OPERATIONS FOR PELVI-URETERIC JUNCTION OBSTRUCTION
Appraise
1. Obstruction at the level of the pelvi-ureteric junction (PUJ) causes hydronephrosis without evidence of ureteric dilatation.
2. The underlying cause can be classified according to intrinsic or extrinsic obstruction.
3. In paediatric patients, the most common cause is a functional obstruction due to a non-dynamic segment of ureter or atresia of the tissue at the PUJ.
4. Extrinsic compression can be due to a peri-ureteric fibrous band or a crossing vessel.
5. Patients may present with loin pain, urinary tract infections, abdominal mass or incidentally on abdominal imaging.

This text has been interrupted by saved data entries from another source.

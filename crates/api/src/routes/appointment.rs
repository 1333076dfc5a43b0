//! Route definitions for the `/appointments` resource.

use axum::routing::get;
use axum::Router;

use crate::handlers::appointment;
use crate::state::AppState;

/// Routes mounted at `/appointments`.
///
/// All routes require authentication; admins see every appointment, other
/// users only their own.
///
/// ```text
/// GET    /        -> list
/// POST   /        -> create
/// GET    /{id}    -> get_by_id
/// PUT    /{id}    -> update
/// DELETE /{id}    -> delete
/// ```
pub fn router() -> Router<AppState> {
    Router::new()
        .route("/", get(appointment::list).post(appointment::create))
        .route(
            "/{id}",
            get(appointment::get_by_id)
                .put(appointment::update)
                .delete(appointment::delete),
        )
}
//! Route definitions for the `/auth` resource.

use axum::routing::{get, post};
use axum::Router;

use crate::handlers::auth;
use crate::state::AppState;

/// Routes mounted at `/auth`.
///
/// ```text
/// POST /signup   -> signup
/// POST /login    -> login
/// GET  /verify   -> verify (requires auth)
/// ```
pub fn router() -> Router<AppState> {
    Router::new()
        .route("/signup", post(auth::signup))
        .route("/login", post(auth::login))
        .route("/verify", get(auth::verify))
}
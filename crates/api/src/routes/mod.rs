pub mod admin;
pub mod appointment;
pub mod auth;
pub mod availability;
pub mod cron;
pub mod health;

use axum::Router;

use crate::state::AppState;

/// Build the `/api/v1` route tree.
///
/// Route hierarchy:
///
/// ```text
/// /auth/signup                 register (public)
/// /auth/login                  login (public)
/// /auth/verify                 token check (requires auth)
///
/// /appointments                list, create (requires auth)
/// /appointments/{id}           get, update, delete (owner or admin)
///
/// /availability/dates          30-day booking calendar (requires auth)
/// /availability/slots          per-day slot board (requires auth)
///
/// /admin/stats                 dashboard statistics (admin only)
/// /admin/users                 list (admin only)
/// /admin/users/{id}            get, update, delete
/// /admin/appointments          list with owners (admin only)
/// /admin/appointments/{id}     get, update, delete
/// /admin/availability          list, upsert curated slots (admin only)
///
/// /cron/reminders              reminder sweep trigger (CRON_SECRET)
/// ```
pub fn api_routes() -> Router<AppState> {
    Router::new()
        // Registration, login, and token verification.
        .nest("/auth", auth::router())
        // Patient-facing appointment CRUD.
        .nest("/appointments", appointment::router())
        // Booking calendar and per-day slot boards.
        .nest("/availability", availability::router())
        // Practitioner dashboard and management.
        .nest("/admin", admin::router())
        // External scheduler entry point for the reminder sweep.
        .nest("/cron", cron::router())
}
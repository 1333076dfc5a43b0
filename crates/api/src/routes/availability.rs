//! Route definitions for the `/availability` resource.

use axum::routing::get;
use axum::Router;

use crate::handlers::availability;
use crate::state::AppState;

/// Routes mounted at `/availability`.
///
/// ```text
/// GET /dates         -> dates (30-day calendar)
/// GET /slots?date=   -> slots (per-day time slot board)
/// ```
pub fn router() -> Router<AppState> {
    Router::new()
        .route("/dates", get(availability::dates))
        .route("/slots", get(availability::slots))
}
//! Consulta API server library.
//!
//! Exposes the building blocks (config, state, error handling, routes, the
//! reminder sweep) so integration tests and the binary entrypoint can both
//! access them.

pub mod auth;
pub mod background;
pub mod config;
pub mod error;
pub mod handlers;
pub mod middleware;
pub mod router;
pub mod routes;
pub mod state;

6. A MAG3 renogram will confirm an obstructed dilated system.
PYELOPLASTY
1. This procedure can be performed with an open loin incision or laparoscopically. The procedure can also be performed using robotic surgery.
2. Mobilize the proximal ureter and the renal pelvis and identify the PUJ. Take care when dissecting the ureter; leave adequate peri-ureteric tissue to preserve its blood supply.
3. Place stay sutures anteriorly though the renal pelvis and the proximal ureter to aid with orientation of the anastomosis and minimize handling of the tissues.
4. Transect the ureter at the level of the PUJ (Fig. 36.5A).
5. If the obstruction is secondary to a crossing vessel, pass the ureter around the vessel. If the obstruction is due to a stricture/scarred PUJ then excise the diseased segment.
6. Spatulate the cut end of the ureter using a 2-cm longitudinal incision on the opposite side to the stay suture. If a ureteric stent has not been placed preoperatively, insert one by placing an antegrade guide-wire to the bladder and passing a double J stent over the wire.
7. Spatulate the cut end of the renal pelvis with a 2-cm incision (Fig. 36.5B).
8. Perform the anastomosis using a fine absorbable suture. Place the first suture at the apex of the ureteric spatulation by passing the needle from outside to in and opposed to the renal pelvis by placing the suture from inside to out and tie.
9. Run a continuous suture along the posterior side of the spatulated ureter to anastamose it to the posterior spatulated edge of the renal pelvis so that the two stay sutures are aligned (Fig. 36.5C). Once one side is completed, place the proximal loop of the stent into the renal pelvis. Use a second suture starting again from the apex of the spatulated ureter to close the anterior side over the stent. The two sutures are tied together to complete the anastomosis.
10. Leave a tube drain in the area of the anastomosis.
11. Leave the stent in situ for 6 weeks and perform a MAG3 renogram 12 weeks after surgery to assess drainage.